Raphael asks Gabor thinks about the instances where a fatty pancreas doesn’t seem to fail to appropriately secrete insulin.
Gabor explains that the liver seems more sensitive to ectopic fat deposition than the pancreas.
Gabor summarizes the results from the 2017 Japanese autopsy study, showing that pancreatic fat was not a good predictor of pancreatic function or of type 2 diabetes
“While IPFA was positively correlated with age and BMI, there was no significant difference in IPFA between cases with and without diabetes. Moreover, no association was found between IPFA and either beta or alpha cell area, or HbA1c.
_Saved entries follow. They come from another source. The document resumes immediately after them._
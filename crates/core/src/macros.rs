// SPDX-License-Identifier: BUSL-1.1
// Copyright (c) 2026 Alfred Jean LLC

//! Declarative macros shared across lcloud crates.

/// Generate a `Display` impl that maps enum variants to string literals.
///
/// Unit variants match directly; data-carrying variants use `(..)` or `{ .. }`
/// to ignore fields.
///
/// ```ignore
/// lc_core::simple_display! {
///     OutcomeStatus {
///         Succeeded => "succeeded",
///         Failed => "failed",
///     }
/// }
/// ```
#[macro_export]
macro_rules! simple_display {
    ($enum:ty { $( $variant:ident $(( $($ignore:tt)* ))? => $str:expr ),+ $(,)? }) => {
        impl std::fmt::Display for $enum {
            fn fmt(&self, f: &mut std::fmt::Formatter<'_>) -> std::fmt::Result {
                f.write_str(match self {
                    $( Self::$variant $(( $($ignore)* ))? => $str, )+
                })
            }
        }
    };
}
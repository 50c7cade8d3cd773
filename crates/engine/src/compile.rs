// SPDX-License-Identifier: BUSL-1.1
// Copyright (c) 2026 Alfred Jean LLC

//! Local cargo builds for a set of target triples.

use std::path::{Path, PathBuf};

use lc_adapters::{CommandSpec, ProcessRunner};
use lc_core::{BuildSettings, GuestSettings, HostSettings};

use crate::error::StageError;

/// Cargo build profiles whose output directories may hold stale binaries.
const PROFILES: [&str; 2] = ["release", "debug"];

/// Everything needed to compile one checkout for its targets.
#[derive(Debug, Clone, PartialEq, Eq)]
pub struct CompilePlan {
    pub workdir: PathBuf,
    pub targets: Vec<String>,
    pub rustflags: Option<String>,
    pub debug: bool,
    pub binary_names: Vec<String>,
}

impl CompilePlan {
    pub fn for_host(build: &BuildSettings, host: &HostSettings) -> Self {
        Self {
            workdir: build.repo_dir.clone(),
            targets: host.targets.clone(),
            rustflags: host.rustflags.clone(),
            debug: build.debug,
            binary_names: build.binary_names.clone(),
        }
    }

    /// Guests build in their own view of the shared checkout and keep
    /// whatever `RUSTFLAGS` their environment has.
    pub fn for_guest(build: &BuildSettings, guest: &GuestSettings) -> Self {
        Self {
            workdir: PathBuf::from(&guest.workdir),
            targets: guest.targets.clone(),
            rustflags: None,
            debug: build.debug,
            binary_names: build.binary_names.clone(),
        }
    }

    /// Binaries a previous build may have left for `target`.
    pub fn stale_binaries(&self, target: &str) -> Vec<PathBuf> {
        let dir = self.workdir.join("target").join(target);
        PROFILES
            .iter()
            .flat_map(|profile| {
                let dir = dir.join(profile);
                self.binary_names.iter().map(move |name| dir.join(name))
            })
            .collect()
    }

    /// `rustup target add` for `target`.
    pub fn rustup(&self, target: &str) -> CommandSpec {
        self.cargo_env(CommandSpec::new("rustup").args(["target", "add", target]))
    }

    /// `cargo build` for `target`, release or debug.
    pub fn cargo_build(&self, target: &str, release: bool) -> CommandSpec {
        let mut spec = CommandSpec::new("cargo").arg("build");
        if release {
            spec = spec.arg("--release");
        }
        self.cargo_env(spec.arg(format!("--target={target}")))
    }

    fn cargo_env(&self, spec: CommandSpec) -> CommandSpec {
        let spec = spec.cwd(&self.workdir);
        match &self.rustflags {
            Some(flags) => spec.env("RUSTFLAGS", flags.as_str()),
            None => spec,
        }
    }
}

/// Compile every target in `plan`, stopping at the first failed build.
///
/// Stale binaries are deleted first so a failed build cannot leave an old
/// artifact that looks fresh. `rustup target add` is best effort: the
/// toolchain may be managed some other way.
pub async fn compile<P: ProcessRunner>(process: &P, plan: &CompilePlan, label: &str) -> Result<(), StageError> {
    if plan.targets.is_empty() {
        tracing::warn!(workdir = %plan.workdir.display(), "no compile targets configured");
    }
    for target in &plan.targets {
        for stale in plan.stale_binaries(target) {
            remove_stale(&stale);
        }

        match process.run(&plan.rustup(target), label).await {
            Ok(0) => {}
            Ok(code) => tracing::warn!(target = %target, code, "rustup target add failed, continuing"),
            Err(e) => tracing::warn!(target = %target, error = %e, "rustup unavailable, continuing"),
        }

        if plan.debug {
            build(process, plan, target, false, label).await?;
        }
        build(process, plan, target, true, label).await?;
    }
    Ok(())
}

async fn build<P: ProcessRunner>(
    process: &P,
    plan: &CompilePlan,
    target: &str,
    release: bool,
    label: &str,
) -> Result<(), StageError> {
    let spec = plan.cargo_build(target, release);
    tracing::info!(command = %spec, workdir = %plan.workdir.display(), "compiling");
    match process.run(&spec, label).await? {
        0 => Ok(()),
        code => Err(StageError::Compile { target: target.to_string(), release, code }),
    }
}

fn remove_stale(path: &Path) {
    match std::fs::remove_file(path) {
        Ok(()) => tracing::info!(path = %path.display(), "deleted stale binary"),
        Err(e) if e.kind() == std::io::ErrorKind::NotFound => {}
        Err(e) => tracing::warn!(path = %path.display(), error = %e, "could not delete stale binary"),
    }
}

#[cfg(test)]
#[path = "compile_tests.rs"]
mod tests;
// SPDX-License-Identifier: BUSL-1.1
// Copyright (c) 2026 Alfred Jean LLC

//! Build stages: the roles an lcloud process can play.
//!
//! Serializes to/from its role name: `"host"`, `"cloud"`, `"guest-win11"`,
//! `"guest-macos"`. Parsing is case-insensitive and accepts `_` for `-`.

use std::fmt;
use std::str::FromStr;

use serde::{Deserialize, Serialize};

/// A role in the build fleet.
#[derive(Debug, Clone, Copy, PartialEq, Eq, Hash, PartialOrd, Ord)]
pub enum Stage {
    /// The developer machine: compiles the Linux targets locally.
    Host,
    /// The hypervisor machine: coordinates the guest builds.
    Cloud,
    /// Windows guest VM.
    GuestWin,
    /// macOS guest VM.
    GuestMac,
}

impl Stage {
    pub const ALL: [Stage; 4] = [Stage::Host, Stage::Cloud, Stage::GuestWin, Stage::GuestMac];

    pub fn name(self) -> &'static str {
        match self {
            Stage::Host => "host",
            Stage::Cloud => "cloud",
            Stage::GuestWin => "guest-win11",
            Stage::GuestMac => "guest-macos",
        }
    }

    /// Prefix for forwarded output lines, e.g. `"[ cloud ] "`.
    pub fn label(self) -> String {
        format!("[ {} ] ", self.name())
    }

    pub fn is_guest(self) -> bool {
        matches!(self, Stage::GuestWin | Stage::GuestMac)
    }
}

impl fmt::Display for Stage {
    fn fmt(&self, f: &mut fmt::Formatter<'_>) -> fmt::Result {
        f.write_str(self.name())
    }
}

/// Error for a role name that matches no stage.
#[derive(Debug, Clone, PartialEq, Eq, thiserror::Error)]
#[error("unknown stage '{0}' (expected one of: host, cloud, guest-win11, guest-macos)")]
pub struct UnknownStage(pub String);

impl FromStr for Stage {
    type Err = UnknownStage;

    fn from_str(s: &str) -> Result<Self, Self::Err> {
        let folded = s.trim().to_ascii_lowercase().replace('_', "-");
        match folded.as_str() {
            "host" => Ok(Stage::Host),
            "cloud" => Ok(Stage::Cloud),
            "guest-win11" | "guest-win" => Ok(Stage::GuestWin),
            "guest-macos" | "guest-mac" => Ok(Stage::GuestMac),
            _ => Err(UnknownStage(s.to_string())),
        }
    }
}

impl Serialize for Stage {
    fn serialize<S: serde::Serializer>(&self, serializer: S) -> Result<S::Ok, S::Error> {
        serializer.serialize_str(self.name())
    }
}

impl<'de> Deserialize<'de> for Stage {
    fn deserialize<D: serde::Deserializer<'de>>(deserializer: D) -> Result<Self, D::Error> {
        let s = String::deserialize(deserializer)?;
        s.parse().map_err(serde::de::Error::custom)
    }
}

#[cfg(test)]
#[path = "stage_tests.rs"]
mod tests;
Conclusion: These findings suggest that pancreatic fat deposits have little effect on beta cell mass and the development of diabetes in humans”
Raphael quotes from a study called “Dysregulated lipid storage and its relationship with insulin resistance and cardiovascular risk factors in non-obese Asian patients with type 2 diabetes” by Rattarasarn (2018)
“These cells respond to surplus energy through processes of proliferation or expansion so called adipocyte hyperplasia or adipocyte hypertrophy, respectively”
Raphael suggests the causality could maybe also be reversed, whereby adipocyte hypertrophy and/or hyperplasia happens first, leading to behavior changes that ‘fill the adipocyte’ (going into a positive energy balance)
Gabor raises an interesting question for future podcasts ‘What causes subcutaneous fat dysfunction?’